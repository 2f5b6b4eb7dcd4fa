// SPDX-FileCopyrightText: 2025 Caspar Water Company
//
// SPDX-License-Identifier: Apache-2.0

//! Folders: merged child listings, creation of children, and membership.

use crate::blob::Blob;
use crate::entry::{Entry, ParentLink};
use crate::error::{Error, Result, display_path};
use crate::events::Subscriptions;
use crate::file::{self, FileEntry, VersionBase};
use crate::id::EntryId;
use crate::membership::{FolderRole, Membership};
use crate::overlay::Claim;
use crate::pending::{PendingEntry, PendingInner};
use crate::resolve;
use crate::root::Namespace;
use crate::store::{EncryptionStatus, FolderRecord};
use chrono::{DateTime, Utc};
use diagnostics::*;
use std::future::Future;
use std::pin::Pin;

/// A folder the store has confirmed.
#[derive(Clone)]
pub struct FolderEntry {
    ns: Namespace,
    record: FolderRecord,
    parent: ParentLink,
    pub(crate) events: Subscriptions,
}

impl FolderEntry {
    pub(crate) fn new(ns: Namespace, record: FolderRecord, parent: ParentLink) -> Self {
        let events = Subscriptions::new(ns.store().clone());
        Self {
            ns,
            record,
            parent,
            events,
        }
    }

    pub(crate) fn namespace(&self) -> &Namespace {
        &self.ns
    }

    pub(crate) fn parent(&self) -> &ParentLink {
        &self.parent
    }

    /// This folder as the parent of its children.
    pub(crate) fn link(&self) -> ParentLink {
        ParentLink {
            id: self.record.id.clone(),
            path: self.path(),
            is_root: false,
            events: self.events.clone(),
        }
    }

    #[must_use]
    pub fn id(&self) -> &EntryId {
        &self.record.id
    }

    #[must_use]
    pub fn name(&self) -> &str {
        &self.record.name
    }

    #[must_use]
    pub fn path(&self) -> Vec<String> {
        self.parent.child_path(&self.record.name)
    }

    #[must_use]
    pub fn created_by(&self) -> &str {
        &self.record.created_by
    }

    #[must_use]
    pub fn created_at(&self) -> DateTime<Utc> {
        self.record.created_at
    }

    #[must_use]
    pub fn last_active(&self) -> DateTime<Utc> {
        self.record.last_active
    }

    pub async fn writable(&self) -> Result<bool> {
        writable(&self.ns, &self.record.id).await
    }

    pub async fn members(&self) -> Result<Vec<Membership>> {
        let store = self.ns.store();
        let mut members = Vec::new();
        for record in store.members(&self.record.id).await? {
            let caps = store.capabilities(&self.record.id, &record.user_id).await?;
            members.push(Membership::new(record, caps));
        }
        Ok(members)
    }

    /// `NotFound` if `user_id` is not a member.
    pub async fn membership(&self, user_id: &str) -> Result<Membership> {
        membership(&self.ns, &self.record.id, user_id).await
    }

    pub async fn own_membership(&self) -> Result<Membership> {
        membership(&self.ns, &self.record.id, &self.ns.store().user_id()).await
    }

    /// Invite a user and give them `role`.
    pub async fn invite_member(&self, user_id: &str, role: FolderRole) -> Result<Membership> {
        let store = self.ns.store();
        store.invite(&self.record.id, user_id).await?;
        store.set_role(&self.record.id, user_id, role).await?;
        let folder = display_path(&self.path());
        info!("invited {user_id} to {folder}", user_id: user_id, folder: folder);
        self.membership(user_id).await
    }

    pub async fn set_member_role(&self, user_id: &str, role: FolderRole) -> Result<Membership> {
        self.ns
            .store()
            .set_role(&self.record.id, user_id, role)
            .await?;
        self.membership(user_id).await
    }

    pub async fn remove_member(&self, user_id: &str) -> Result<()> {
        self.ns.store().kick(&self.record.id, user_id).await
    }

    pub(crate) async fn rename(&self, name: &str) -> Result<()> {
        self.ns.store().rename_folder(&self.record.id, name).await
    }

    pub(crate) async fn delete(&self) -> Result<()> {
        self.ns.store().delete_folder(&self.record.id).await
    }
}

impl std::fmt::Debug for FolderEntry {
    fn fmt(&self, f: &mut std::fmt::Formatter<'_>) -> std::fmt::Result {
        f.debug_struct("FolderEntry")
            .field("id", &self.record.id)
            .field("path", &self.path())
            .finish()
    }
}

pub(crate) async fn membership(ns: &Namespace, folder: &EntryId, user_id: &str) -> Result<Membership> {
    let store = ns.store();
    let record = store
        .members(folder)
        .await?
        .into_iter()
        .find(|m| m.user_id == user_id)
        .ok_or_else(|| Error::not_found(format!("member {user_id} of folder {folder}")))?;
    let caps = store.capabilities(folder, user_id).await?;
    Ok(Membership::new(record, caps))
}

/// Whether the current user can write in `folder`. Not being a member means
/// no.
pub(crate) async fn writable(ns: &Namespace, folder: &EntryId) -> Result<bool> {
    let store = ns.store();
    Ok(store
        .role(folder, &store.user_id())
        .await?
        .is_some_and(FolderRole::can_write))
}

/// Children of `link`: authoritative folders, then current files, then
/// pending writes that the store has not reflected yet.
///
/// A pending entry whose id shows up authoritatively has been observed and
/// is retired from the overlay, whether or not it is still visible. Every
/// other pending entry hides the entries its write supersedes.
pub(crate) async fn list_children(ns: &Namespace, link: &ParentLink) -> Result<Vec<Entry>> {
    let mut children = stored_children(ns, link).await?;
    let listed: Vec<EntryId> = children.iter().map(Entry::id).collect();
    ns.overlay().retire_observed(&link.id, &listed);

    for pending in ns.overlay().list_for(&link.id) {
        let id = pending.id();
        if listed.contains(&id) {
            ns.overlay().clear(&id);
            continue;
        }
        let hidden = pending.replaced_chain();
        children.retain(|c| !hidden.contains(&c.id()));
        children.push(Entry::Pending(PendingEntry::new(ns.clone(), pending)));
    }

    Ok(children)
}

/// Children of `link` as the store reports them, without pending writes.
async fn stored_children(ns: &Namespace, link: &ParentLink) -> Result<Vec<Entry>> {
    let store = ns.store();
    let mut children: Vec<Entry> = Vec::new();

    if link.is_root {
        for record in store.top_level_folders().await? {
            children.push(Entry::Folder(FolderEntry::new(ns.clone(), record, link.clone())));
        }
    } else {
        for record in store.child_folders(&link.id).await? {
            children.push(Entry::Folder(FolderEntry::new(ns.clone(), record, link.clone())));
        }
        for record in store.current_files(&link.id).await? {
            children.push(Entry::File(FileEntry::new(ns.clone(), record, link.clone())));
        }
    }
    Ok(children)
}

pub(crate) async fn encryption_for(ns: &Namespace, folder: &EntryId) -> Result<EncryptionStatus> {
    Ok(if ns.store().is_encrypted(folder).await? {
        EncryptionStatus::Decrypted
    } else {
        EncryptionStatus::EncryptionNotEnabled
    })
}

pub(crate) async fn add_file(
    ns: &Namespace,
    link: &ParentLink,
    name: &str,
    blob: Blob,
) -> Result<EntryId> {
    let encryption = encryption_for(ns, &link.id).await?;
    let created_by = ns.store().user_id();
    // A listing can miss writes observed while it ran; when the overlay
    // reports that, look again.
    let entry = loop {
        let since = ns.overlay().generation();
        let base = match resolve::child_by_name(ns, link, name).await? {
            Some(Entry::File(f)) => f.version_base(),
            Some(Entry::Pending(p)) if !p.is_folder() => VersionBase::Pending(p.inner.clone()),
            Some(_) => return Err(Error::name_conflict(link.child_path(name))),
            None => {
                let claim = ns.overlay().claim_name(&link.id, name, since, || {
                    let created_by = created_by.clone();
                    PendingInner::new_file(name, link.clone(), blob.clone(), encryption, created_by)
                });
                match claim {
                    Claim::Existing(p) if p.is_folder() => {
                        return Err(Error::name_conflict(link.child_path(name)));
                    }
                    Claim::Existing(p) => VersionBase::Pending(p),
                    Claim::Registered(entry) => break entry,
                    Claim::Stale => continue,
                }
            }
        };
        if let Some(written) = file::add_listed_version(ns, base, &blob, encryption, since).await {
            return written;
        }
    };

    match ns.store().create_file(&link.id, name, &blob).await {
        Ok(id) => {
            entry.completion.resolve(id.clone())?;
            let path = display_path(&link.child_path(name));
            let id_str = id.to_string();
            info!("created file {path} as {id_str}", path: path, id_str: id_str);
            Ok(id)
        }
        Err(e) => {
            entry.completion.fail(e.clone());
            ns.overlay().abandon(&entry);
            Err(e)
        }
    }
}

/// Create the child folder `name` unless one exists; returns its id either
/// way.
pub(crate) async fn create_child_folder(
    ns: &Namespace,
    link: &ParentLink,
    name: &str,
) -> Result<EntryId> {
    let created_by = ns.store().user_id();
    let entry = loop {
        let since = ns.overlay().generation();
        match resolve::child_by_name(ns, link, name).await? {
            Some(Entry::Folder(f)) => return Ok(f.id().clone()),
            Some(Entry::Pending(p)) if p.is_folder() => return p.sent().await,
            Some(_) => return Err(Error::name_conflict(link.child_path(name))),
            None => {}
        }

        let claim = ns.overlay().claim_name(&link.id, name, since, || {
            PendingInner::new_folder(name, link.clone(), created_by.clone())
        });
        match claim {
            Claim::Existing(p) if p.is_folder() => return p.completion.wait().await,
            Claim::Existing(_) => return Err(Error::name_conflict(link.child_path(name))),
            Claim::Registered(entry) => break entry,
            Claim::Stale => {}
        }
    };

    let parent = (!link.is_root).then_some(&link.id);
    match ns.store().create_folder(parent, name).await {
        Ok(id) => {
            entry.completion.resolve(id.clone())?;
            let path = display_path(&link.child_path(name));
            let id_str = id.to_string();
            info!("created folder {path} as {id_str}", path: path, id_str: id_str);
            Ok(id)
        }
        Err(e) => {
            entry.completion.fail(e.clone());
            ns.overlay().abandon(&entry);
            Err(e)
        }
    }
}

pub(crate) async fn add_folder<S: AsRef<str>>(
    ns: &Namespace,
    start: &ParentLink,
    path: &[S],
) -> Result<EntryId> {
    let mut link = start.clone();
    for segment in path {
        let name = segment.as_ref();
        let id = create_child_folder(ns, &link, name).await?;
        link = folder_link(ns, &link, &id, name).await?;
    }
    Ok(link.id)
}

/// Link to the child folder `id` of `link`, which was just created or found.
async fn folder_link(
    ns: &Namespace,
    link: &ParentLink,
    id: &EntryId,
    name: &str,
) -> Result<ParentLink> {
    match resolve::child_by_id(ns, link, id).await? {
        Some(Entry::Folder(f)) => Ok(f.link()),
        Some(Entry::Pending(p)) if p.is_folder() => p.sent_link().await,
        _ => Err(Error::not_found(format!(
            "folder {}",
            display_path(&link.child_path(name))
        ))),
    }
}

/// Copy `source` into `dest` as `name`, recursing into folders.
pub(crate) fn copy_into<'a>(
    source: &'a Entry,
    dest: &'a ParentLink,
    name: &'a str,
) -> Pin<Box<dyn Future<Output = Result<EntryId>> + Send + 'a>> {
    Box::pin(async move {
        let ns = source.namespace();
        match source {
            Entry::File(f) => file::copy_file(f, dest, name).await,
            Entry::Pending(p) if !p.is_folder() => add_file(ns, dest, name, p.blob()?).await,
            Entry::Root(_) => Err(Error::unsupported("copy", "the root")),
            _ => {
                let id = create_child_folder(ns, dest, name).await?;
                let target = folder_link(ns, dest, &id, name).await?;
                let from = source.container().await?;
                for child in list_children(ns, &from).await? {
                    copy_into(&child, &target, child.name()).await?;
                }
                Ok(id)
            }
        }
    })
}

- **Instructions to follow**
Say how many lines of the data above have the string "Existing" in them, and write nothing besides that number.

- **Answer to the exercise**
4